MS: Mas quando trabalhou na primeira quinta no Quebeque foi tratado quase como escravo, foi isso?
JB: Exatamente! Mas, Senhora, o que é que eu podia fazer? Eu não podia caminhar para Portugal porque não tinha dinheiro. Por outro lado, o meu pai não tinha dinheiro. Quem emprestou dinheiro ao meu pai para eu vir foi um cunhado. Como é que o meu pai ia pagar ao meu cunhado? Morria aqui, mas não ia para trás.

MS: Entretanto o Sr. fez aqui toda a sua vida. Teve aqui os seus filhos, netos… nunca pensou, depois de melhorar a sua vida, voltar para a sua ilha da Madeira?
JB: Senhora… eu tenho duas filhas e quatro netos. Estou com 87 anos. Para onde é que eu vou? Com 87 anos? O que é que vou fazer lá na Madeira, agora? Eu que gostava tanto daquela terra.

MS: Agora esta já é a sua terra, não é? O Canadá já é a sua terra.
JB: É a tal coisa, ninguém me diga mal da minha ilha. Quem disser mal da sua terra diz mal do seu pai. Eu nunca fiz isso porque o primeiro dinheiro que arranjei foi para cuidar da casa do meu pai e pagar as dívidas que ele tinha. Daí para cá o meu pai viveu como eu vivo aqui no Canadá – tinha o seu dinheirinho, não havia problemas.

MS: Nós estamos a entrar agora no mês de junho. O mês das comemorações do Dia de Portugal. Como é que o Sr. João Belo vive este dia aqui no Canadá?
JB: Eu gosto das Paradas. É uma alegria. A pessoa não pode estar sempre em casa. Também temos que nos distrair, não é verdade? Faz tudo parte da vida. Não costumo ir na Parada. Já fui ao High Park à homenagem aos pioneiros. Já fui à St. Clair àquilo dos antigos, o museu (Galeria dos Pioneiros), já fui à homenagem a Camões na College e já fui ver a Parada. Tem que haver estas coisas. Nem só de pão vive o Homem.

MS: Sr. João diga-me uma coisa, os seus netos falam português consigo?
JB: Alguns falam, outros não, mas compreendem a gente a falar. Mas sabe, isto também vai de cada um… tenho uma neta que fala bem português e o irmão não se importa em saber.

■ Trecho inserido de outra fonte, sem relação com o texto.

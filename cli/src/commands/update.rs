//! UPDATE command - Replace the title and content of a note.

use anyhow::Result;
use clap::Args;
use notes_core::Note;
use serde::Serialize;

use super::{make_request, output};

/// Arguments for the update command.
#[derive(Args)]
pub struct UpdateArgs {
    /// Note ID to update
    pub note_id: i64,

    /// New title
    pub title: String,

    /// New content (may be empty)
    pub content: String,
}

/// Request body for updating a note.
#[derive(Serialize)]
struct UpdateNoteRequest {
    title: String,
    content: String,
}

/// Execute the update command.
pub async fn execute(
    client: &reqwest::Client,
    base_url: &str,
    human: bool,
    args: UpdateArgs,
) -> Result<()> {
    let url = format!("{}/notes/{}", base_url, args.note_id);

    let request_body = UpdateNoteRequest {
        title: args.title,
        content: args.content,
    };

    let note: Note = make_request(client.put(&url).json(&request_body)).await?;

    output(&note, human)
}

Os meus outros netos uma compreende bem e o irmão também não se importa.

MS: Mas o Sr. sempre falou português com as suas filhas?
JB: Também não sabia falar outra língua (risos)… ai Senhora, eu nunca aprendi o inglês. Ao tempo que estou aqui no Canadá, dava para ser advogado e não aprendi uma palavra de inglês. E como eu não compreendo inglês tive sempre as minhas filhas que me ajudaram. Eu digo sempre que sou mais rico do que eu mereço. Os meus netos e as minhas filhas todos os dias me telefonam. Eu não quero mais. Não preciso de mais riqueza. Só preciso do pão de cada dia. O dinheiro não é tudo. Eu costumo dizer que sou o homem mais milionário aqui de roda. Da forma como me sinto, sou o homem mais rico daqui.